PROBLEM TO WORK ON: Copy each line containing the word "PinholeCamera" from the records that follow, please.

[Stored data entries]
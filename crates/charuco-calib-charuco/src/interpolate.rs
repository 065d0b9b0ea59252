//! ChArUco corner interpolation from detected markers.
//!
//! Every detected marker gives a local board→image homography from its four
//! corners. Each interior corner touching enough detected markers is
//! predicted by averaging those homographies' projections, then snapped to
//! the saddle point with sub-pixel refinement.

use crate::CharucoBoard;
use charuco_calib_aruco::{refine_corner_subpix, DetectedMarker, SubPixParams};
use charuco_calib_core::{homography_from_4pt, CornerCorrespondence, GrayImageView, Homography};
use nalgebra::Point2;
use serde::{Deserialize, Serialize};
use std::collections::BTreeMap;

#[cfg(feature = "tracing")]
use tracing::instrument;

/// Interpolation parameters.
#[derive(Clone, Debug, PartialEq, Serialize, Deserialize)]
#[serde(default)]
pub struct CorrespondenceParams {
    /// Detected markers that must touch a corner before it is reported
    /// (capped at the number of markers the corner actually touches).
    pub min_adjacent_markers: usize,
    /// Saddle refinement; `half_window` is further limited per corner to
    /// half the distance to the nearest marker corner.
    pub refine: Option<SubPixParams>,
}

impl Default for CorrespondenceParams {
    fn default() -> Self {
        Self {
            min_adjacent_markers: 2,
            refine: Some(SubPixParams::default()),
        }
    }
}

/// Turns marker detections into ChArUco corner correspondences.
#[derive(Clone, Debug)]
pub struct CorrespondenceBuilder<'a> {
    board: &'a CharucoBoard,
    params: CorrespondenceParams,
}

#[derive(Default)]
struct Prediction {
    sum: nalgebra::Vector2<f64>,
    count: usize,
    nearest_feature: f64,
}

impl<'a> CorrespondenceBuilder<'a> {
    pub fn new(board: &'a CharucoBoard, params: CorrespondenceParams) -> Self {
        Self { board, params }
    }

    pub fn params(&self) -> &CorrespondenceParams {
        &self.params
    }

    /// Interpolate and refine corners. The result has unique ids in
    /// ascending order; markers not on the board are ignored.
    #[cfg_attr(
        feature = "tracing",
        instrument(level = "debug", skip(self, img, markers), fields(markers = markers.len()))
    )]
    pub fn build(
        &self,
        img: &GrayImageView<'_>,
        markers: &[DetectedMarker],
    ) -> Vec<CornerCorrespondence> {
        let mut predictions: BTreeMap<u32, Prediction> = BTreeMap::new();

        for m in markers {
            let Some(h) = self.marker_homography(m) else {
                log::debug!("marker {} has no usable homography", m.id);
                continue;
            };
            for corner in self.board.marker_adjacent_corners(m.id) {
                let Some(xy) = self.board.corner_xy(corner) else {
                    continue;
                };
                let p = h.apply(xy);
                if !(p.x.is_finite() && p.y.is_finite()) {
                    continue;
                }
                let nearest = m
                    .corners
                    .iter()
                    .map(|c| ((c.x as f64 - p.x).powi(2) + (c.y as f64 - p.y).powi(2)).sqrt())
                    .fold(f64::INFINITY, f64::min);
                let e = predictions.entry(corner).or_insert_with(|| Prediction {
                    nearest_feature: f64::INFINITY,
                    ..Prediction::default()
                });
                e.sum += p.coords;
                e.count += 1;
                e.nearest_feature = e.nearest_feature.min(nearest);
            }
        }

        let mut out = Vec::with_capacity(predictions.len());
        for (id, pred) in predictions {
            let touching = self.board.corner_adjacent_markers(id).len();
            let required = self.params.min_adjacent_markers.min(touching).max(1);
            if pred.count < required {
                continue;
            }
            let guess = Point2::from(pred.sum / pred.count as f64);
            if !img.contains(guess.x, guess.y) {
                continue;
            }
            let refined = match &self.params.refine {
                Some(refine) => {
                    let limit = (0.5 * pred.nearest_feature).floor().max(1.0) as usize;
                    let params = SubPixParams {
                        half_window: refine.half_window.min(limit).max(1),
                        ..*refine
                    };
                    refine_corner_subpix(img, guess, &params)
                }
                None => guess,
            };
            out.push(CornerCorrespondence { id, image: refined });
        }
        out
    }

    fn marker_homography(&self, m: &DetectedMarker) -> Option<Homography> {
        let obj = self.board.marker_object_corners(m.id)?;
        let img = m.corners.map(|c| Point2::new(c.x as f64, c.y as f64));
        homography_from_4pt(&obj, &img)
    }
}

#[cfg(test)]
mod tests {
    use super::*;
    use crate::CharucoBoardSpec;
    use charuco_calib_aruco::builtins::builtin_dictionary;
    use charuco_calib_core::GrayImage;
    use std::sync::Arc;

    fn board() -> CharucoBoard {
        CharucoBoard::new(
            CharucoBoardSpec {
                squares_x: 5,
                squares_y: 4,
                square_length: 20.0,
                marker_length: 14.0,
            },
            Arc::new(builtin_dictionary("4X4_50").unwrap()),
        )
        .unwrap()
    }

    /// Perfect detection under a scale + offset mapping board → image.
    fn marker(board: &CharucoBoard, id: u32, scale: f64, offset: f64) -> DetectedMarker {
        let c = board.marker_object_corners(id).unwrap();
        DetectedMarker {
            id,
            corners: c.map(|p| Point2::new((p.x * scale + offset) as f32, (p.y * scale + offset) as f32)),
            hamming: 0,
            border_score: 1.0,
        }
    }

    fn no_refine() -> CorrespondenceParams {
        CorrespondenceParams {
            refine: None,
            ..CorrespondenceParams::default()
        }
    }

    #[test]
    fn corners_need_both_adjacent_markers() {
        let b = board();
        let img = GrayImage::filled(200, 200, 255);
        // markers 0 (1,0) and 2 (0,1) both touch corner 0 at (1,1)
        let markers = vec![marker(&b, 0, 2.0, 10.0), marker(&b, 2, 2.0, 10.0)];
        let corners = CorrespondenceBuilder::new(&b, no_refine()).build(&img.view(), &markers);
        assert_eq!(corners.len(), 1);
        assert_eq!(corners[0].id, 0);
        assert!((corners[0].image.x - 50.0).abs() < 1e-6);
        assert!((corners[0].image.y - 50.0).abs() < 1e-6);

        let single = CorrespondenceBuilder::new(
            &b,
            CorrespondenceParams {
                min_adjacent_markers: 1,
                refine: None,
            },
        )
        .build(&img.view(), &markers[..1]);
        let ids: Vec<u32> = single.iter().map(|c| c.id).collect();
        assert_eq!(ids, vec![0, 1]);
    }

    #[test]
    fn ignores_markers_outside_board_and_dedups() {
        let b = board();
        let img = GrayImage::filled(200, 200, 255);
        let mut markers: Vec<DetectedMarker> = (0..b.marker_count() as u32)
            .map(|id| marker(&b, id, 2.0, 10.0))
            .collect();
        let mut stray = markers[0].clone();
        stray.id = 40;
        markers.push(stray);

        let corners = CorrespondenceBuilder::new(&b, no_refine()).build(&img.view(), &markers);
        assert_eq!(corners.len(), b.corner_count());
        assert!(corners.windows(2).all(|w| w[0].id < w[1].id));
    }

    #[test]
    fn corners_outside_image_are_dropped() {
        let b = board();
        let img = GrayImage::filled(60, 60, 255);
        let markers: Vec<DetectedMarker> = (0..b.marker_count() as u32)
            .map(|id| marker(&b, id, 2.0, 10.0))
            .collect();
        let corners = CorrespondenceBuilder::new(&b, no_refine()).build(&img.view(), &markers);
        assert!(corners.iter().all(|c| c.image.x <= 59.0 && c.image.y <= 59.0));
        assert_eq!(corners.len(), 1);
    }
}
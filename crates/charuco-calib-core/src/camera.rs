//! Pinhole camera with Brown–Conrady distortion and the calibrated model.
//!
//! Distortion acts on normalized image coordinates `(x, y) = (X/Z, Y/Z)`:
//!
//! ```text
//! r² = x² + y²
//! x' = x (1 + k1 r² + k2 r⁴ + k3 r⁶) + 2 p1 x y + p2 (r² + 2 x²)
//! y' = y (1 + k1 r² + k2 r⁴ + k3 r⁶) + p1 (r² + 2 y²) + 2 p2 x y
//! ```
//!
//! Coefficients are stored in the conventional `[k1, k2, p1, p2, k3]` order.

use nalgebra::{Matrix3, Point2, Point3, Rotation3, Vector3};
use serde::{Deserialize, Serialize};

/// Number of distortion coefficients in the model.
pub const DISTORTION_COEFFS: usize = 5;
/// Number of intrinsic parameters (`fx, fy, cx, cy` + distortion).
pub const INTRINSIC_PARAMS: usize = 4 + DISTORTION_COEFFS;

/// Validation failures for camera parameters.
#[derive(thiserror::Error, Debug, Clone, PartialEq)]
pub enum CameraModelError {
    #[error("focal lengths must be positive and finite (fx={fx}, fy={fy})")]
    InvalidFocalLength { fx: f64, fy: f64 },
    #[error("{what} contains non-finite values")]
    NonFinite { what: &'static str },
    #[error("expected {DISTORTION_COEFFS} distortion coefficients, got {len}")]
    DistortionLength { len: usize },
    #[error("camera matrix must be upper triangular with K[2][2] = 1")]
    MalformedMatrix,
    #[error("{what} has {got} entries but the model has {expected} views")]
    ViewCountMismatch {
        what: &'static str,
        expected: usize,
        got: usize,
    },
}

/// Linear intrinsics (zero skew).
#[derive(Clone, Copy, Debug, PartialEq, Serialize, Deserialize)]
pub struct CameraIntrinsics {
    pub fx: f64,
    pub fy: f64,
    pub cx: f64,
    pub cy: f64,
}

impl CameraIntrinsics {
    pub fn new(fx: f64, fy: f64, cx: f64, cy: f64) -> Self {
        Self { fx, fy, cx, cy }
    }

    pub fn matrix(&self) -> Matrix3<f64> {
        Matrix3::new(
            self.fx, 0.0, self.cx, //
            0.0, self.fy, self.cy, //
            0.0, 0.0, 1.0,
        )
    }

    pub fn to_rows(&self) -> [[f64; 3]; 3] {
        [
            [self.fx, 0.0, self.cx],
            [0.0, self.fy, self.cy],
            [0.0, 0.0, 1.0],
        ]
    }

    /// Parse a row-major 3×3 camera matrix.
    pub fn from_rows(rows: &[[f64; 3]; 3]) -> Result<Self, CameraModelError> {
        let zero_ok = |v: f64| v.abs() < 1e-9;
        if !zero_ok(rows[1][0])
            || !zero_ok(rows[2][0])
            || !zero_ok(rows[2][1])
            || (rows[2][2] - 1.0).abs() > 1e-9
        {
            return Err(CameraModelError::MalformedMatrix);
        }
        let k = Self::new(rows[0][0], rows[1][1], rows[0][2], rows[1][2]);
        k.validate()?;
        Ok(k)
    }

    pub fn validate(&self) -> Result<(), CameraModelError> {
        if ![self.fx, self.fy, self.cx, self.cy]
            .iter()
            .all(|v| v.is_finite())
        {
            return Err(CameraModelError::NonFinite {
                what: "camera matrix",
            });
        }
        if self.fx <= 0.0 || self.fy <= 0.0 {
            return Err(CameraModelError::InvalidFocalLength {
                fx: self.fx,
                fy: self.fy,
            });
        }
        Ok(())
    }

    #[inline]
    pub fn normalized_to_pixel(&self, p: Point2<f64>) -> Point2<f64> {
        Point2::new(self.fx * p.x + self.cx, self.fy * p.y + self.cy)
    }

    #[inline]
    pub fn pixel_to_normalized(&self, p: Point2<f64>) -> Point2<f64> {
        Point2::new((p.x - self.cx) / self.fx, (p.y - self.cy) / self.fy)
    }
}

/// Brown–Conrady radial + tangential distortion.
#[derive(Clone, Copy, Debug, Default, PartialEq, Serialize, Deserialize)]
pub struct Distortion {
    pub k1: f64,
    pub k2: f64,
    pub p1: f64,
    pub p2: f64,
    pub k3: f64,
}

/// Fixed-point iterations used when inverting the distortion.
const UNDISTORT_ITERS: usize = 20;

impl Distortion {
    pub fn coeffs(&self) -> [f64; DISTORTION_COEFFS] {
        [self.k1, self.k2, self.p1, self.p2, self.k3]
    }

    pub fn from_coeffs(c: &[f64]) -> Result<Self, CameraModelError> {
        if c.len() != DISTORTION_COEFFS {
            return Err(CameraModelError::DistortionLength { len: c.len() });
        }
        if !c.iter().all(|v| v.is_finite()) {
            return Err(CameraModelError::NonFinite {
                what: "distortion coefficients",
            });
        }
        Ok(Self {
            k1: c[0],
            k2: c[1],
            p1: c[2],
            p2: c[3],
            k3: c[4],
        })
    }

    pub fn is_zero(&self) -> bool {
        self.coeffs().iter().all(|&v| v == 0.0)
    }

    /// Apply distortion to a normalized point.
    #[inline]
    pub fn distort(&self, p: Point2<f64>) -> Point2<f64> {
        let (x, y) = (p.x, p.y);
        let r2 = x * x + y * y;
        let radial = 1.0 + r2 * (self.k1 + r2 * (self.k2 + r2 * self.k3));
        let dx = 2.0 * self.p1 * x * y + self.p2 * (r2 + 2.0 * x * x);
        let dy = self.p1 * (r2 + 2.0 * y * y) + 2.0 * self.p2 * x * y;
        Point2::new(x * radial + dx, y * radial + dy)
    }

    /// Invert [`Distortion::distort`] by fixed-point iteration.
    pub fn undistort(&self, p: Point2<f64>) -> Point2<f64> {
        if self.is_zero() {
            return p;
        }
        let (x0, y0) = (p.x, p.y);
        let (mut x, mut y) = (x0, y0);
        for _ in 0..UNDISTORT_ITERS {
            let r2 = x * x + y * y;
            let radial = 1.0 + r2 * (self.k1 + r2 * (self.k2 + r2 * self.k3));
            if radial <= 0.0 || !radial.is_finite() {
                return Point2::new(x0, y0);
            }
            let dx = 2.0 * self.p1 * x * y + self.p2 * (r2 + 2.0 * x * x);
            let dy = self.p1 * (r2 + 2.0 * y * y) + 2.0 * self.p2 * x * y;
            let nx = (x0 - dx) / radial;
            let ny = (y0 - dy) / radial;
            let step = (nx - x).abs() + (ny - y).abs();
            x = nx;
            y = ny;
            if step < 1e-14 {
                break;
            }
        }
        Point2::new(x, y)
    }
}

/// Intrinsics plus distortion: the projection function of one camera.
#[derive(Clone, Copy, Debug, PartialEq, Serialize, Deserialize)]
pub struct PinholeCamera {
    pub intrinsics: CameraIntrinsics,
    pub distortion: Distortion,
}

impl PinholeCamera {
    pub fn new(intrinsics: CameraIntrinsics, distortion: Distortion) -> Self {
        Self {
            intrinsics,
            distortion,
        }
    }

    /// Project a camera-frame point. `None` behind or on the image plane.
    #[inline]
    pub fn project(&self, p_cam: &Point3<f64>) -> Option<Point2<f64>> {
        if p_cam.z <= f64::EPSILON {
            return None;
        }
        let n = Point2::new(p_cam.x / p_cam.z, p_cam.y / p_cam.z);
        Some(
            self.intrinsics
                .normalized_to_pixel(self.distortion.distort(n)),
        )
    }

    /// Distorted pixel → ideal normalized coordinates.
    #[inline]
    pub fn unproject_normalized(&self, pixel: Point2<f64>) -> Point2<f64> {
        self.distortion
            .undistort(self.intrinsics.pixel_to_normalized(pixel))
    }

    /// Distorted pixel → undistorted pixel under the same intrinsics.
    pub fn undistort_pixel(&self, pixel: Point2<f64>) -> Point2<f64> {
        self.intrinsics
            .normalized_to_pixel(self.unproject_normalized(pixel))
    }
}

/// Board pose in camera coordinates as an axis-angle rotation and translation.
#[derive(Clone, Copy, Debug, Default, PartialEq, Serialize, Deserialize)]
pub struct ViewPose {
    pub rvec: [f64; 3],
    pub tvec: [f64; 3],
}

impl ViewPose {
    pub fn new(rvec: [f64; 3], tvec: [f64; 3]) -> Self {
        Self { rvec, tvec }
    }

    pub fn from_rotation(r: &Rotation3<f64>, t: Vector3<f64>) -> Self {
        let rv = r.scaled_axis();
        Self {
            rvec: [rv.x, rv.y, rv.z],
            tvec: [t.x, t.y, t.z],
        }
    }

    pub fn rotation(&self) -> Rotation3<f64> {
        Rotation3::new(Vector3::from(self.rvec))
    }

    pub fn translation(&self) -> Vector3<f64> {
        Vector3::from(self.tvec)
    }

    /// Board frame → camera frame.
    #[inline]
    pub fn transform(&self, p: &Point3<f64>) -> Point3<f64> {
        self.rotation() * p + self.translation()
    }

    fn is_finite(&self) -> bool {
        self.rvec.iter().chain(self.tvec.iter()).all(|v| v.is_finite())
    }
}

/// Standard deviations of the estimated parameters.
#[derive(Clone, Debug, PartialEq, Serialize, Deserialize)]
pub struct StdDeviations {
    /// `[fx, fy, cx, cy, k1, k2, p1, p2, k3]`.
    pub intrinsics: [f64; INTRINSIC_PARAMS],
    /// `[rx, ry, rz, tx, ty, tz]` per view.
    pub extrinsics: Vec<[f64; 6]>,
}

/// Result of a calibration run.
#[derive(Clone, Debug, PartialEq, Serialize, Deserialize)]
pub struct CameraModel {
    pub intrinsics: CameraIntrinsics,
    pub distortion: Distortion,
    /// One pose per calibration view, in sample order.
    pub views: Vec<ViewPose>,
    /// Root mean square reprojection error over all points, in pixels.
    pub rms_error: f64,
    /// RMS reprojection error of each view, in pixels.
    pub per_view_errors: Vec<f64>,
    pub std_deviations: Option<StdDeviations>,
    /// `[width, height]` of the calibration images when known.
    pub image_size: Option<[u32; 2]>,
}

impl CameraModel {
    /// Model with only intrinsics and distortion (for example one loaded
    /// from disk for undistortion).
    pub fn from_camera(camera: PinholeCamera) -> Self {
        Self {
            intrinsics: camera.intrinsics,
            distortion: camera.distortion,
            views: Vec::new(),
            rms_error: 0.0,
            per_view_errors: Vec::new(),
            std_deviations: None,
            image_size: None,
        }
    }

    pub fn camera(&self) -> PinholeCamera {
        PinholeCamera::new(self.intrinsics, self.distortion)
    }

    pub fn validate(&self) -> Result<(), CameraModelError> {
        self.intrinsics.validate()?;
        Distortion::from_coeffs(&self.distortion.coeffs())?;
        if !self.views.iter().all(ViewPose::is_finite) {
            return Err(CameraModelError::NonFinite { what: "view poses" });
        }
        if !self.rms_error.is_finite() || self.rms_error < 0.0 {
            return Err(CameraModelError::NonFinite { what: "rms error" });
        }
        if !self.per_view_errors.is_empty() && self.per_view_errors.len() != self.views.len() {
            return Err(CameraModelError::ViewCountMismatch {
                what: "per-view errors",
                expected: self.views.len(),
                got: self.per_view_errors.len(),
            });
        }
        if let Some(std) = &self.std_deviations {
            if std.extrinsics.len() != self.views.len() {
                return Err(CameraModelError::ViewCountMismatch {
                    what: "extrinsic std deviations",
                    expected: self.views.len(),
                    got: std.extrinsics.len(),
                });
            }
            let finite = std.intrinsics.iter().all(|v| v.is_finite())
                && std.extrinsics.iter().flatten().all(|v| v.is_finite());
            if !finite {
                return Err(CameraModelError::NonFinite {
                    what: "std deviations",
                });
            }
        }
        Ok(())
    }
}

#[cfg(test)]
mod tests {
    use super::*;
    use approx::assert_relative_eq;

    fn camera() -> PinholeCamera {
        PinholeCamera::new(
            CameraIntrinsics::new(800.0, 780.0, 320.0, 240.0),
            Distortion {
                k1: -0.2,
                k2: 0.05,
                p1: 0.001,
                p2: -0.0005,
                k3: 0.0,
            },
        )
    }

    #[test]
    fn undistort_inverts_distort() {
        let d = camera().distortion;
        for p in [
            Point2::new(0.0, 0.0),
            Point2::new(0.2, -0.1),
            Point2::new(-0.35, 0.3),
        ] {
            let back = d.undistort(d.distort(p));
            assert_relative_eq!(back.x, p.x, epsilon = 1e-9);
            assert_relative_eq!(back.y, p.y, epsilon = 1e-9);
        }
    }

    #[test]
    fn projection_matches_manual_formula() {
        let cam = PinholeCamera::new(
            CameraIntrinsics::new(500.0, 500.0, 100.0, 50.0),
            Distortion::default(),
        );
        let p = cam.project(&Point3::new(0.1, -0.2, 2.0)).unwrap();
        assert_relative_eq!(p.x, 125.0, epsilon = 1e-12);
        assert_relative_eq!(p.y, 0.0, epsilon = 1e-12);
        assert!(cam.project(&Point3::new(0.0, 0.0, -1.0)).is_none());
    }

    #[test]
    fn pose_transform_uses_axis_angle() {
        let pose = ViewPose::new([0.0, 0.0, std::f64::consts::FRAC_PI_2], [1.0, 0.0, 5.0]);
        let q = pose.transform(&Point3::new(1.0, 0.0, 0.0));
        assert_relative_eq!(q.x, 1.0, epsilon = 1e-12);
        assert_relative_eq!(q.y, 1.0, epsilon = 1e-12);
        assert_relative_eq!(q.z, 5.0, epsilon = 1e-12);
    }

    #[test]
    fn validation_rejects_bad_focal_length() {
        let mut model = CameraModel::from_camera(camera());
        assert!(model.validate().is_ok());
        model.intrinsics.fx = 0.0;
        assert!(matches!(
            model.validate(),
            Err(CameraModelError::InvalidFocalLength { .. })
        ));
        model.intrinsics.fx = f64::NAN;
        assert!(model.validate().is_err());
    }

    #[test]
    fn matrix_rows_round_trip_and_reject_garbage() {
        let k = camera().intrinsics;
        assert_eq!(CameraIntrinsics::from_rows(&k.to_rows()).unwrap(), k);
        let mut rows = k.to_rows();
        rows[2][2] = 0.0;
        assert_eq!(
            CameraIntrinsics::from_rows(&rows),
            Err(CameraModelError::MalformedMatrix)
        );
        assert_eq!(
            Distortion::from_coeffs(&[0.0; 4]),
            Err(CameraModelError::DistortionLength { len: 4 })
        );
    }
}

ANSWER SPACE:
pub struct PinholeCamera {
impl PinholeCamera {
    pub fn from_camera(camera: PinholeCamera) -> Self {
    pub fn camera(&self) -> PinholeCamera {
        PinholeCamera::new(self.intrinsics, self.distortion)
    fn camera() -> PinholeCamera {
        PinholeCamera::new(
        let cam = PinholeCamera::new(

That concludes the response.